Josh snorted, and his fingers flexed along my back. “Do you think my father cared about that at all? He only cared about what people around here would think. His son falling in love with the stepdaughter he’d helped raise. My god, could you imagine what the locals would have to say about that?”

“I don’t care what people think.” I said that with more bravado than I actually felt. Maybe if I repeated it enough times, I’d believe it. “All I care about is you.” That, at least, was the truth.

His hand left the small of my back to stroke my cheek and the sadness in his tentative smile was emphasized by the moonlight stretched across it.

“That’s why I left, Dove. That’s why I didn’t call, or text, or write.

Because I care about you, and I didn’t want to jeopardize your home, or my father’s love for you, because of my sick feelings. ”

The misery in his voice had me leaning forward to plant a kiss on his mouth. At first Josh stilled against me, but then the hand cupping my cheek shifted to clasp the back of my neck so he could tug me closer as he kissed me back.

“Your feelings aren’t sick,” I murmured against his mouth, placing another quick kiss to his lips. “And if they are, that means mine are, too.”

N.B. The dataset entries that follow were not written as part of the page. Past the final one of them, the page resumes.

use barrio_catalog::Product;
use barrio_core::models::{NotificationRecord, Order, OrderView, Shipment};
use barrio_core::repository::Repositories;
use barrio_core::{ChannelEndpoint, Email, OrderEvent, Priority, Provider, ShipmentStatus};
use serde::Serialize;
use tracing::info;

use crate::carriers::CarrierRegistry;
use crate::error::OrderError;
use crate::form::OrderForm;
use crate::notifications::DispatchRecord;
use crate::orchestrator::{OrderConfirmation, OrderOrchestrator};
use crate::selection::PolicyKind;

/// Snapshot of where an order stands.
#[derive(Debug, Clone, PartialEq, Serialize)]
pub struct OrderStatusView {
    pub order_id: i64,
    pub customer_email: Email,
    pub priority: Priority,
    /// Latest shipment status, or `pending` when none was booked
    pub status: String,
    pub provider: Option<Provider>,
    pub tracking_id: Option<String>,
    pub notifications_sent: usize,
}

/// Entry point for presentation layers.
pub struct OrderService {
    repos: Repositories,
    orchestrator: OrderOrchestrator,
    default_policy: PolicyKind,
}

impl OrderService {
    pub fn new(
        repos: Repositories,
        carriers: CarrierRegistry,
        channels: Vec<ChannelEndpoint>,
        default_policy: PolicyKind,
    ) -> Self {
        Self {
            orchestrator: OrderOrchestrator::new(repos.clone(), carriers, channels),
            repos,
            default_policy,
        }
    }

    /// Policy named on the form; blank uses the configured default and
    /// unknown names fall back to standard.
    fn policy_for(&self, form: &OrderForm) -> PolicyKind {
        if form.policy.trim().is_empty() {
            self.default_policy
        } else {
            PolicyKind::from_form(&form.policy)
        }
    }

    pub async fn place_order(&self, form: &OrderForm) -> Result<OrderConfirmation, OrderError> {
        self.orchestrator.create_order(form, self.policy_for(form)).await
    }

    pub async fn create_order(&self, form: &OrderForm) -> Result<i64, OrderError> {
        Ok(self.place_order(form).await?.order_id)
    }

    pub async fn order_with_items(&self, order_id: i64) -> Result<Option<OrderView>, OrderError> {
        let Some(order) = self.repos.orders.get_order(order_id).await? else {
            return Ok(None);
        };
        let items = self.repos.orders.list_items(order_id).await?;
        Ok(Some(OrderView { order, items }))
    }

    pub async fn latest_shipment(&self, order_id: i64) -> Result<Option<Shipment>, OrderError> {
        Ok(self.repos.shipments.latest_for_order(order_id).await?)
    }

    pub async fn list_products(&self) -> Result<Vec<Product>, OrderError> {
        Ok(self.repos.products.list_products().await?)
    }

    pub async fn recent_orders(&self, limit: u32) -> Result<Vec<Order>, OrderError> {
        Ok(self.repos.orders.latest_orders(limit).await?)
    }

    pub async fn notifications(&self, order_id: i64) -> Result<Vec<NotificationRecord>, OrderError> {
        Ok(self.repos.notifications.list_for_order(order_id).await?)
    }

    pub async fn order_status(&self, order_id: i64) -> Result<Option<OrderStatusView>, OrderError> {
        let Some(order) = self.repos.orders.get_order(order_id).await? else {
            return Ok(None);
        };
        let shipment = self.repos.shipments.latest_for_order(order_id).await?;
        let notifications_sent = self.repos.notifications.list_for_order(order_id).await?.len();

        Ok(Some(OrderStatusView {
            order_id,
            customer_email: order.customer_email,
            priority: order.priority,
            status: shipment
                .as_ref()
                .map_or_else(|| "pending".to_string(), |s| s.status.to_string()),
            provider: shipment.as_ref().map(|s| s.provider),
            tracking_id: shipment.map(|s| s.tracking_id),
            notifications_sent,
        }))
    }

    /// Tell every configured channel the order reached `status`.
    ///
    /// Only notifies: the stored shipment is not modified.
    pub async fn announce_status(
        &self,
        order_id: i64,
        status: ShipmentStatus,
    ) -> Result<DispatchRecord, OrderError> {
        let order = self
            .repos
            .orders
            .get_order(order_id)
            .await?
            .ok_or(OrderError::NotFound(order_id))?;

        let message = status_message(status);
        let mut subject = self.orchestrator.notification_subject();
        let record = subject.notify(&order, OrderEvent::from(status), &message).await;
        info!(order_id, %status, channels = ?subject.observer_names(), "Status announced");
        Ok(record)
    }
}

fn status_message(status: ShipmentStatus) -> String {
    match status {
        ShipmentStatus::Dispatched => "Order packed and ready for pickup".to_string(),
        ShipmentStatus::InTransit => "Order on its way to the destination".to_string(),
        ShipmentStatus::Delivered => "Order delivered successfully".to_string(),
        other => format!("Status changed to {}", other),
    }
}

He shook his head. “Nothing about you could be sick, Dove. Never. You’re perfect.”

Warmth spread through me at the conviction in his tone.

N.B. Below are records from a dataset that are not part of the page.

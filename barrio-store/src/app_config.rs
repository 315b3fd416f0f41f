use barrio_catalog::NewProduct;
use barrio_core::ChannelEndpoint;
use serde::Deserialize;
use std::env;

#[derive(Debug, Deserialize, Clone)]
pub struct Config {
    pub database: DatabaseConfig,
    #[serde(default)]
    pub selection: SelectionConfig,
    #[serde(default)]
    pub notifications: NotificationConfig,
    #[serde(default)]
    pub catalog: CatalogConfig,
}

#[derive(Debug, Deserialize, Clone)]
pub struct DatabaseConfig {
    pub url: String,
    #[serde(default = "default_max_connections")]
    pub max_connections: u32,
}

fn default_max_connections() -> u32 { 5 }

#[derive(Debug, Deserialize, Clone)]
pub struct SelectionConfig {
    /// Policy applied when a request does not name one
    #[serde(default = "default_policy")]
    pub default_policy: String,
}

fn default_policy() -> String { "standard".to_string() }

impl Default for SelectionConfig {
    fn default() -> Self {
        Self { default_policy: default_policy() }
    }
}

#[derive(Debug, Deserialize, Clone)]
pub struct NotificationConfig {
    #[serde(default = "ChannelEndpoint::defaults")]
    pub channels: Vec<ChannelEndpoint>,
}

impl Default for NotificationConfig {
    fn default() -> Self {
        Self { channels: ChannelEndpoint::defaults() }
    }
}

#[derive(Debug, Deserialize, Clone, Default)]
pub struct CatalogConfig {
    /// Reference products inserted on startup when their SKU is missing
    #[serde(default)]
    pub products: Vec<NewProduct>,
}

impl Config {
    pub fn load() -> Result<Self, config::ConfigError> {
        Self::load_from("config")
    }

    pub fn load_from(dir: &str) -> Result<Self, config::ConfigError> {
        let run_mode = env::var("RUN_MODE").unwrap_or_else(|_| "development".into());

        let s = config::Config::builder()
            .add_source(config::File::with_name(&format!("{}/default", dir)))
            // Per-environment overrides, optional
            .add_source(config::File::with_name(&format!("{}/{}", dir, run_mode)).required(false))
            // Untracked local overrides
            .add_source(config::File::with_name(&format!("{}/local", dir)).required(false))
            // Eg. `BARRIO__DATABASE__URL=sqlite::memory:`
            .add_source(config::Environment::with_prefix("BARRIO").separator("__"))
            .build()?;

        s.try_deserialize()
    }

    pub fn from_toml(source: &str) -> Result<Self, config::ConfigError> {
        config::Config::builder()
            .add_source(config::File::from_str(source, config::FileFormat::Toml))
            .build()?
            .try_deserialize()
    }
}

It reminded me of how he’d sounded in the shower when he said those same words.

I ducked my head, thankful for the cover of darkness that helped hide my blush.

I wasn’t perfect by any means, far from it, but it sure was nice to hear Josh say it.

There was one last thing bothering me, and I debated bringing it up. He’d already been so honest and heartfelt, I didn’t want to push, but I needed to know or else it would always be in the back of my mind, festering like a bad wound.

In a quiet, imploring voice, I finally allowed myself to ask the question I’d been wanting an answer to since he’d been back.

“And the day of the accident?” I bit my lip, uncertainly filling me.

Maybe I didn’t want to know. Bringing that day up was too fresh, too painful.

“You ignored my calls and texts but showed up anyway… I don’t get it. ”

Josh’s expression turned contrite, unable to meet my intense, questioning stare.

“Do you remember Ollie?” he asked randomly. The non-sequitur had my eyebrows drawing down in confusion.

“He graduated a year ahead of me,” he explained. “You may not remember him. His parents are surgeons at?—”

“Greenwich Memorial, yeah, I remember.” I just had no idea how this had to do with what I asked.

The sheets whispered as Josh fidgeted, settling into a more comfortable position. He drew his arm up from under the pillows so his hand could cradle his head while his other drifted down to rest on the curve of my waist.

“Well, he had access to a pretty sizeable college fund. I guess the plan was always to follow in his parent’s footsteps, you know? Threw us all for a loop when we found out he’d bought a gym over in Marleysville behind his parents back with the money instead.”

My jaw dropped. “No way.”

Everyone had known Oliver Wright V was meant to be a surgeon, just like his parents.

Just like his parent’s parents. They were a family of surgeons, dating back generations.

It wasn’t talked about—it just was . I was a little surprised I hadn’t heard about it, usually once the town sniffed out gossip, it spread like wildfire.

Then again, the Wright’s were influential enough to stop even a whisper of their family in its tracks.